= Beginning of Section =

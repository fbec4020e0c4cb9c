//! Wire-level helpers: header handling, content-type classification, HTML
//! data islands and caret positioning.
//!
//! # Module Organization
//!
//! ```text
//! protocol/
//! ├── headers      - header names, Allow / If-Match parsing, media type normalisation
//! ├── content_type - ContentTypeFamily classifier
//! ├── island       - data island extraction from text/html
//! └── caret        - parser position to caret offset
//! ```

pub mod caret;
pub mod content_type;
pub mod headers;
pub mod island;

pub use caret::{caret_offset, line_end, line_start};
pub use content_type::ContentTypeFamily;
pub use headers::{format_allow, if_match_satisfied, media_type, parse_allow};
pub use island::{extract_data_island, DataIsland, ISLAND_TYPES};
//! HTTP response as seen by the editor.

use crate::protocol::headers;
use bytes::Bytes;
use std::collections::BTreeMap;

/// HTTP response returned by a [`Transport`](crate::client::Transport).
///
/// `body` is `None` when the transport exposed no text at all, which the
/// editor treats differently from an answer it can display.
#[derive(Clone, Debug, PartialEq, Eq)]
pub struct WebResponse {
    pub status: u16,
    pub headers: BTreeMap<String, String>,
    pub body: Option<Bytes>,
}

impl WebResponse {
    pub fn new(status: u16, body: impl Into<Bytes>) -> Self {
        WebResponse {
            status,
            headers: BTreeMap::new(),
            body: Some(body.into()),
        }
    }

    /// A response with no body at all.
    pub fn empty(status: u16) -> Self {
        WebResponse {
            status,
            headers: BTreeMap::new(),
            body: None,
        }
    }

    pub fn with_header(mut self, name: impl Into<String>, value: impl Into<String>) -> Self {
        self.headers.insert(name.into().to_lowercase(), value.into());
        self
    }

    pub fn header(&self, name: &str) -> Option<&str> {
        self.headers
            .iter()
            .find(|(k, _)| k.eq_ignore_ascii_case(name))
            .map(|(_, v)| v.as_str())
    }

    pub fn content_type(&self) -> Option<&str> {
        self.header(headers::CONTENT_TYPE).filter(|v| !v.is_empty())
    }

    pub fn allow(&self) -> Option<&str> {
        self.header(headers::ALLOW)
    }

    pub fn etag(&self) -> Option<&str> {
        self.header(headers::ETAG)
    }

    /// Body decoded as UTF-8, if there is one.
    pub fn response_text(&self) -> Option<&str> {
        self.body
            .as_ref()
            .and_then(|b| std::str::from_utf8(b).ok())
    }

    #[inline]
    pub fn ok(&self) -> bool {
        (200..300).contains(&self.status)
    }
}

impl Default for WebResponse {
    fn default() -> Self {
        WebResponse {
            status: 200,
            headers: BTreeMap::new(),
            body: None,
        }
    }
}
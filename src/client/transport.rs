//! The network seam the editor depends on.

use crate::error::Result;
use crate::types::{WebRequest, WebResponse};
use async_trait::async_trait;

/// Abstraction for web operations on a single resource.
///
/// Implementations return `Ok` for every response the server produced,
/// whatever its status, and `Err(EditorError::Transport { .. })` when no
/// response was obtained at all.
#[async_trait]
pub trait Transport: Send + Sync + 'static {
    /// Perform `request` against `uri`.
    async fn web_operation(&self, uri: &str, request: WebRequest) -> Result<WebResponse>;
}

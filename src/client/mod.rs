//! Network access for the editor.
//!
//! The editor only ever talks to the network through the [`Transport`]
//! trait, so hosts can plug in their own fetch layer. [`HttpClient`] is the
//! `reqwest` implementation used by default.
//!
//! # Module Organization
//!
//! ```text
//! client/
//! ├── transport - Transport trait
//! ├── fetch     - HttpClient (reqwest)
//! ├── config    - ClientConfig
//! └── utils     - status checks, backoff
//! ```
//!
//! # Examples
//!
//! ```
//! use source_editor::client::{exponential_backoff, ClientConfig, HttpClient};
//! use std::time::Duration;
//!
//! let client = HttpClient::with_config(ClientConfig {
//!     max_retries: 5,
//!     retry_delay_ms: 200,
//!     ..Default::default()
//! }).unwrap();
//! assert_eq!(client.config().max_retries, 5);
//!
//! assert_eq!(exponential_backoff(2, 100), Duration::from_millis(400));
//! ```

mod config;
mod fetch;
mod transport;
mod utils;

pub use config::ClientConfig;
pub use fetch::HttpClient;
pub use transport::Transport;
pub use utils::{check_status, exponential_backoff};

= End of Section =
= Beginning of Section =

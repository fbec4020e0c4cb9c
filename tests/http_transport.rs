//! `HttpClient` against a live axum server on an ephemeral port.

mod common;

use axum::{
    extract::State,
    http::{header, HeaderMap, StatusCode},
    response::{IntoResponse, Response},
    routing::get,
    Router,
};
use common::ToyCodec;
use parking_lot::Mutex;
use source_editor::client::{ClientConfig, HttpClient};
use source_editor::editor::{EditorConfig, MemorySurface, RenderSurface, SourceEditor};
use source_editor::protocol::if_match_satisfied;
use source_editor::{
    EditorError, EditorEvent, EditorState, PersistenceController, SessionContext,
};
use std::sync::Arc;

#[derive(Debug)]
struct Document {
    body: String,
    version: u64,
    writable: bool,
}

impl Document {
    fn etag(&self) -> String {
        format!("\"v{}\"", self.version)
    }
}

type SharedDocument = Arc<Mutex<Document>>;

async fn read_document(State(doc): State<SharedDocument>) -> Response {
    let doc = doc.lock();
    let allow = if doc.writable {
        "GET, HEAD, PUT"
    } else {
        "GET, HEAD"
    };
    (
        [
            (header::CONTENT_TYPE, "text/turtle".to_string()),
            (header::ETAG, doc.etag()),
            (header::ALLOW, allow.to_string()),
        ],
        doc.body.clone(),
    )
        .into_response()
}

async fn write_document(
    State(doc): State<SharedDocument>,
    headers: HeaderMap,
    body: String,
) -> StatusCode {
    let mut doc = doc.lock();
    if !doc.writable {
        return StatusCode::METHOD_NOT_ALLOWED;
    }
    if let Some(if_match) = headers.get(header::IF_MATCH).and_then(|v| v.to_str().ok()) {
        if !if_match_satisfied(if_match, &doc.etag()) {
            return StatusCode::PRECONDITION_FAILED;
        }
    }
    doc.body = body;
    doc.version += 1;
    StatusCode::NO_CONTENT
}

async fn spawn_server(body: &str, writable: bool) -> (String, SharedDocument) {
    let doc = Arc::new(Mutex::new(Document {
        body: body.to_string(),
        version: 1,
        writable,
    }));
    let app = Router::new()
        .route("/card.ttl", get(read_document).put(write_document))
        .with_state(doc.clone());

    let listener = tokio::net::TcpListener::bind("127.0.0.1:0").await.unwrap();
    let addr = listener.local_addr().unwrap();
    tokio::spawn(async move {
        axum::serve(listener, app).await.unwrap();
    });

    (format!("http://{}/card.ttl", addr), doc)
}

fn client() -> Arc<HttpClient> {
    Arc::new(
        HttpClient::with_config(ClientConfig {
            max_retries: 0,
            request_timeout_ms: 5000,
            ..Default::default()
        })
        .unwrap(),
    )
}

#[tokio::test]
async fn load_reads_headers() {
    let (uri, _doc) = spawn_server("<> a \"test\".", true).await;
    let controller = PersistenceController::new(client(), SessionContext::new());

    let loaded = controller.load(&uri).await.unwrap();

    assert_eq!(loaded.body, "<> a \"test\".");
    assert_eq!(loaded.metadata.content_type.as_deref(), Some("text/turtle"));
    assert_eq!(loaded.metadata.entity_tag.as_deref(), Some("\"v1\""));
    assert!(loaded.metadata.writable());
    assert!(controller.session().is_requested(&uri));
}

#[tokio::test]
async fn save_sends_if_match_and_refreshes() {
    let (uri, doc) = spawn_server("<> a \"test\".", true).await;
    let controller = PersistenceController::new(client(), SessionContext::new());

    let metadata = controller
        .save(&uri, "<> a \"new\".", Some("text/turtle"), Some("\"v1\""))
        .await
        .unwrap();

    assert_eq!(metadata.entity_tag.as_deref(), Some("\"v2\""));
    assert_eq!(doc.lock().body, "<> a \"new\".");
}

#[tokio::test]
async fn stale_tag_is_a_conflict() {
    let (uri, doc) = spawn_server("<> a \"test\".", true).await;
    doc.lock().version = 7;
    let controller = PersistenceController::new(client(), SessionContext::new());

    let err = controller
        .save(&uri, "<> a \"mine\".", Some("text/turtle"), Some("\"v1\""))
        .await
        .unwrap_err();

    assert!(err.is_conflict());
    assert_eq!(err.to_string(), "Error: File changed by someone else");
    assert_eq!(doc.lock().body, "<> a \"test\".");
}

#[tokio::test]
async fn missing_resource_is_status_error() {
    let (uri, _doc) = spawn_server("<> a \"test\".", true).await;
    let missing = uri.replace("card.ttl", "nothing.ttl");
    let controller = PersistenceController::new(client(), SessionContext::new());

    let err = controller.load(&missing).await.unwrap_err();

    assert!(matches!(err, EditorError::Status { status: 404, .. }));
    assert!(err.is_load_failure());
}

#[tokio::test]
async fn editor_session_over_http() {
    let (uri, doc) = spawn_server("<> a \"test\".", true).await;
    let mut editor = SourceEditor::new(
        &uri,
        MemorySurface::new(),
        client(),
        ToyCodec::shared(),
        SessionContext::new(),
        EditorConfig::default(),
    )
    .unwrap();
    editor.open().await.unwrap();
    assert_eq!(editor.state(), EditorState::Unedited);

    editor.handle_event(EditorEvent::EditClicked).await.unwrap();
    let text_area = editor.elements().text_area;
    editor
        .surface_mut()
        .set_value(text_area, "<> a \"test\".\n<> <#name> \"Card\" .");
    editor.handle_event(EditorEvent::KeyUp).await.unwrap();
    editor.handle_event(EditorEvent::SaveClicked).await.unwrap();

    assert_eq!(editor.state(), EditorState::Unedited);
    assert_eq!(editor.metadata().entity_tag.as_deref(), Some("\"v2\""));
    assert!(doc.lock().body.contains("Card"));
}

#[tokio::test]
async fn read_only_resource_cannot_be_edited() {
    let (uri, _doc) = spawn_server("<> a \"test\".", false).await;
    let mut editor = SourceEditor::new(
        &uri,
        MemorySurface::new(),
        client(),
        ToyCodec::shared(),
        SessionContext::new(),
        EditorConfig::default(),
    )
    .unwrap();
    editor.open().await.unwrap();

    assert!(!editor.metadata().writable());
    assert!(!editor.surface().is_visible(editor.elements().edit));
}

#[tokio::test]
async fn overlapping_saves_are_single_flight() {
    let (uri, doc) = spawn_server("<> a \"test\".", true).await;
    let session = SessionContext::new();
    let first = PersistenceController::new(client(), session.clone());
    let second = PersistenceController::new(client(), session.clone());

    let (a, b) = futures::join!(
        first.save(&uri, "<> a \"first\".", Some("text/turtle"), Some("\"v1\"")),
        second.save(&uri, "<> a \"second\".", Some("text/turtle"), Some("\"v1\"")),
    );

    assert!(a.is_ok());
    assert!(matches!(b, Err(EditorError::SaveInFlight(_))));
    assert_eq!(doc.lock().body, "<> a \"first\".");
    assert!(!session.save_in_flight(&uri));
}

= End of Section =
= Beginning of Section =

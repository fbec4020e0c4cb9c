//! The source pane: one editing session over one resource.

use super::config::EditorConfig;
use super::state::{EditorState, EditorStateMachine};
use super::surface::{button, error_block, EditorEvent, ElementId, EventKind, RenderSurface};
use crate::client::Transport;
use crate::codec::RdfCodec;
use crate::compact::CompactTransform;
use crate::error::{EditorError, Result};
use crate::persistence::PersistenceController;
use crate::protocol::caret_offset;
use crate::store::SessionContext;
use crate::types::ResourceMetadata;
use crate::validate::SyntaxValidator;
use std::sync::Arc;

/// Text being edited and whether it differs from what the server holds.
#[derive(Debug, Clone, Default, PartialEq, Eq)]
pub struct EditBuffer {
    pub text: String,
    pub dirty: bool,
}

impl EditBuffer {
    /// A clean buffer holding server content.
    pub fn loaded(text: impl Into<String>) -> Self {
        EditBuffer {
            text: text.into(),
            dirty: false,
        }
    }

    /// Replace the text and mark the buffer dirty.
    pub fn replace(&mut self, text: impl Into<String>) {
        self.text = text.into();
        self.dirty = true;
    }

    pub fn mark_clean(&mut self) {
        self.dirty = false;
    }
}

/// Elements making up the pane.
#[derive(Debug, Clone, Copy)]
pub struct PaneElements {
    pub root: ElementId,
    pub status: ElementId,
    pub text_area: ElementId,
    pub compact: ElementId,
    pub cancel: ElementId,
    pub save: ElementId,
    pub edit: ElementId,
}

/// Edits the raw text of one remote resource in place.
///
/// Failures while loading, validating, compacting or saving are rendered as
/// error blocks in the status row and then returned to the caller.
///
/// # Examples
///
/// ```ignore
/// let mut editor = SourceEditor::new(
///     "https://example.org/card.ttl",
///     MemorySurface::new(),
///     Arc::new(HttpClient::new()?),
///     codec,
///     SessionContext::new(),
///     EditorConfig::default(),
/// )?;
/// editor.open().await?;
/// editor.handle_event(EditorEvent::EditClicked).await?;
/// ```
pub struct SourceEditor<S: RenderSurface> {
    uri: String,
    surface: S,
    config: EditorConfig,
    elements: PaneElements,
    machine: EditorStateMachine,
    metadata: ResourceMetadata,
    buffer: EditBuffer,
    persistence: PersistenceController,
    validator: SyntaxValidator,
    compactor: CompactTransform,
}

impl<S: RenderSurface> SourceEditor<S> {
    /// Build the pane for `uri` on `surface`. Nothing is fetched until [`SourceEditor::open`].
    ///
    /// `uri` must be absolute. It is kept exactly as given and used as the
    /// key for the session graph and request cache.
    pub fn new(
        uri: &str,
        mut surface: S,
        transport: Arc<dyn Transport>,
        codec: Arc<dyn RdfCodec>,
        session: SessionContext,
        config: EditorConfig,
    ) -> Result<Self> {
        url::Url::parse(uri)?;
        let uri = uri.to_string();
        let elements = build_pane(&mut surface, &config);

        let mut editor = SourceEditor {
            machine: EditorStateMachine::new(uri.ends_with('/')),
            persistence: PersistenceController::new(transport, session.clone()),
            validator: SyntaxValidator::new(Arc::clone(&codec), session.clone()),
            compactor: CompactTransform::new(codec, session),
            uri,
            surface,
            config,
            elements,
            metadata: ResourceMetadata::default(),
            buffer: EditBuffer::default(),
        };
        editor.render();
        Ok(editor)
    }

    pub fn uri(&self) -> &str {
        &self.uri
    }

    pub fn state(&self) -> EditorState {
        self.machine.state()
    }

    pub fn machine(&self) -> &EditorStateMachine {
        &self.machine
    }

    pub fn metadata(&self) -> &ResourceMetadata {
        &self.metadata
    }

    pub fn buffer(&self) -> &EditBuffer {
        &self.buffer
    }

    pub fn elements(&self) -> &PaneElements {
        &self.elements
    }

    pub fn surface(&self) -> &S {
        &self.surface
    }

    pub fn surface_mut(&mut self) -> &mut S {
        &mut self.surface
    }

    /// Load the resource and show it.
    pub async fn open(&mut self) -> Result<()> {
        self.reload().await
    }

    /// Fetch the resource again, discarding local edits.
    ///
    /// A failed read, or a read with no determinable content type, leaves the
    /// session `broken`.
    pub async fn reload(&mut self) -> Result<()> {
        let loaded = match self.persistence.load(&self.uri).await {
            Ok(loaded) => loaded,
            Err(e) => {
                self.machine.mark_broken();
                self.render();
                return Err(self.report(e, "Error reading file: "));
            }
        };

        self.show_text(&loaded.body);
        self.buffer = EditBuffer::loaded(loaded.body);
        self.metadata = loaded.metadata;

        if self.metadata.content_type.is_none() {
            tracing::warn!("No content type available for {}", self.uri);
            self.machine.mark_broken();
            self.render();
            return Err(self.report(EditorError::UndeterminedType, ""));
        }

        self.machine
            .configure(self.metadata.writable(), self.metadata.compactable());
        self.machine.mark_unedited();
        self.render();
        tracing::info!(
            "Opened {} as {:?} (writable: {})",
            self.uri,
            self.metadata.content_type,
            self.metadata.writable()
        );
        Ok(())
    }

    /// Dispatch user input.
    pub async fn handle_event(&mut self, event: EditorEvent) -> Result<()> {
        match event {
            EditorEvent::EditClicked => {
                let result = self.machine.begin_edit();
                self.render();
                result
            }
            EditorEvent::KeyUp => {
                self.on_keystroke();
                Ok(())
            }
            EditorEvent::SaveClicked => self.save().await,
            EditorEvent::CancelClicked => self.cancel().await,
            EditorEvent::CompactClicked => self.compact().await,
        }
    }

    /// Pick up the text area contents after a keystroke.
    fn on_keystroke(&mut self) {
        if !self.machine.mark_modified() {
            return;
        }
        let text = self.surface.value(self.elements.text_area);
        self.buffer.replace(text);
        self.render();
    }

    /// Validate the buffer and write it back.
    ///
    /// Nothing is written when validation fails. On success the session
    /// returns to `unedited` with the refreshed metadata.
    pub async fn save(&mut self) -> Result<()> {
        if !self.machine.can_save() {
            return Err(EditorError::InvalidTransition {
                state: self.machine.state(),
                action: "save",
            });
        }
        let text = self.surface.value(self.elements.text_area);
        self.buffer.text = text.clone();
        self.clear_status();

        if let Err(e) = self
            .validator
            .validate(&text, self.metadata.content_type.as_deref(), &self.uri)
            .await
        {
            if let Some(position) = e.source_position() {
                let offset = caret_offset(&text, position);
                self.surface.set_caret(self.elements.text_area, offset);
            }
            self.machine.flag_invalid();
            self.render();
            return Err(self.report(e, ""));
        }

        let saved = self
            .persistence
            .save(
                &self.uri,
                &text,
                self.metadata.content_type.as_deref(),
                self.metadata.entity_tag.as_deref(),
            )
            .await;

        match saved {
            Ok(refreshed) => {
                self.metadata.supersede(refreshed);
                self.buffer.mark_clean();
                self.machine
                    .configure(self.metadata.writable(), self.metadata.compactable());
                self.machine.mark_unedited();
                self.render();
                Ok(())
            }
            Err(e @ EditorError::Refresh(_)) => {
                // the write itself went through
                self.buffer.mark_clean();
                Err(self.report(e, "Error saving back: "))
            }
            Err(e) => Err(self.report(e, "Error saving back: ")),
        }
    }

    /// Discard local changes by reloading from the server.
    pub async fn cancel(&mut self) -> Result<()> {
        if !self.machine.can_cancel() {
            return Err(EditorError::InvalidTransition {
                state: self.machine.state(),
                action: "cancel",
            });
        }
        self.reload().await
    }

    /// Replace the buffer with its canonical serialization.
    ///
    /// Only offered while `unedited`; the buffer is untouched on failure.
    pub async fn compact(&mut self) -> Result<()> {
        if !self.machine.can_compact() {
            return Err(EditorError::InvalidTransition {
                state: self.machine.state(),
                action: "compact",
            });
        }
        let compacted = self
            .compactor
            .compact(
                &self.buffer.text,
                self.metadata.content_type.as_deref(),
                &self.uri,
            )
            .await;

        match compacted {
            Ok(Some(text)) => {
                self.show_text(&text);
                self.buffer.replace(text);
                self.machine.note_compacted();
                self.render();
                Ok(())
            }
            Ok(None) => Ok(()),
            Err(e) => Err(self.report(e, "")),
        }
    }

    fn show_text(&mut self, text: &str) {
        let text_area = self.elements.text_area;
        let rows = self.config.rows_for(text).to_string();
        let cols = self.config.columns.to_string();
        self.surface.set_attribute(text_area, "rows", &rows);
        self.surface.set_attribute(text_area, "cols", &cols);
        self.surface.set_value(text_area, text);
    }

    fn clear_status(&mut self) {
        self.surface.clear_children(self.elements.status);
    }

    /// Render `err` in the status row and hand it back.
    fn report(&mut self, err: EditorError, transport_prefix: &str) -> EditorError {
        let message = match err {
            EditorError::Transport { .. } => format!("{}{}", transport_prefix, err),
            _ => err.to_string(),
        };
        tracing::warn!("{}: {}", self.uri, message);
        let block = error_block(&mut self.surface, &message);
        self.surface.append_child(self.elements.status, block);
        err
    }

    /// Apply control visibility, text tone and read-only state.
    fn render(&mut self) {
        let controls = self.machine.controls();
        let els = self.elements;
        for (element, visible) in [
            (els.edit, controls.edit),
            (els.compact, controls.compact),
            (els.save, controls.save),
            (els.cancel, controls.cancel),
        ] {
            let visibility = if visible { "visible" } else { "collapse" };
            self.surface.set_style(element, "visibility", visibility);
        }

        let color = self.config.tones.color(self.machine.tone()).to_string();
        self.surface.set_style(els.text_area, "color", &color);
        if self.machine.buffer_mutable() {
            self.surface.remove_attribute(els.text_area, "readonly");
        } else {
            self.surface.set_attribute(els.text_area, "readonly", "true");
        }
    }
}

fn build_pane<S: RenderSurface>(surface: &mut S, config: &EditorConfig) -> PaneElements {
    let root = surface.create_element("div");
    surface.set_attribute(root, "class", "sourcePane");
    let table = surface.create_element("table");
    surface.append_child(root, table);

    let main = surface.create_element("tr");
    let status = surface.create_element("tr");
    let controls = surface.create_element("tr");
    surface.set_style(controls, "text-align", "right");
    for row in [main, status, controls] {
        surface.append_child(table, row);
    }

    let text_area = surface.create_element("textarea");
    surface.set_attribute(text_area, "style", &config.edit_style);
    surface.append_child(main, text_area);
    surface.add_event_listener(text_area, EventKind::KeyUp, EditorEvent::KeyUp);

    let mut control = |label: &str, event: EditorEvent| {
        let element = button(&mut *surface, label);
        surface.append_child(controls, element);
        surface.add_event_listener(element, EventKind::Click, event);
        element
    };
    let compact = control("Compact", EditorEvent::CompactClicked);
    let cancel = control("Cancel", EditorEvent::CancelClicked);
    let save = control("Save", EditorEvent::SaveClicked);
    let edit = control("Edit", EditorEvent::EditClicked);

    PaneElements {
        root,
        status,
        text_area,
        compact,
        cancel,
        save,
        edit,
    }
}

= End of Section =

* [WORK ITEM]:
Which lines in the listing above hold the word "warn"? Show each of them.

* [TASK RESULT]:
            tracing::warn!("No content type available for {}", self.uri);
        tracing::warn!("{}: {}", self.uri, message);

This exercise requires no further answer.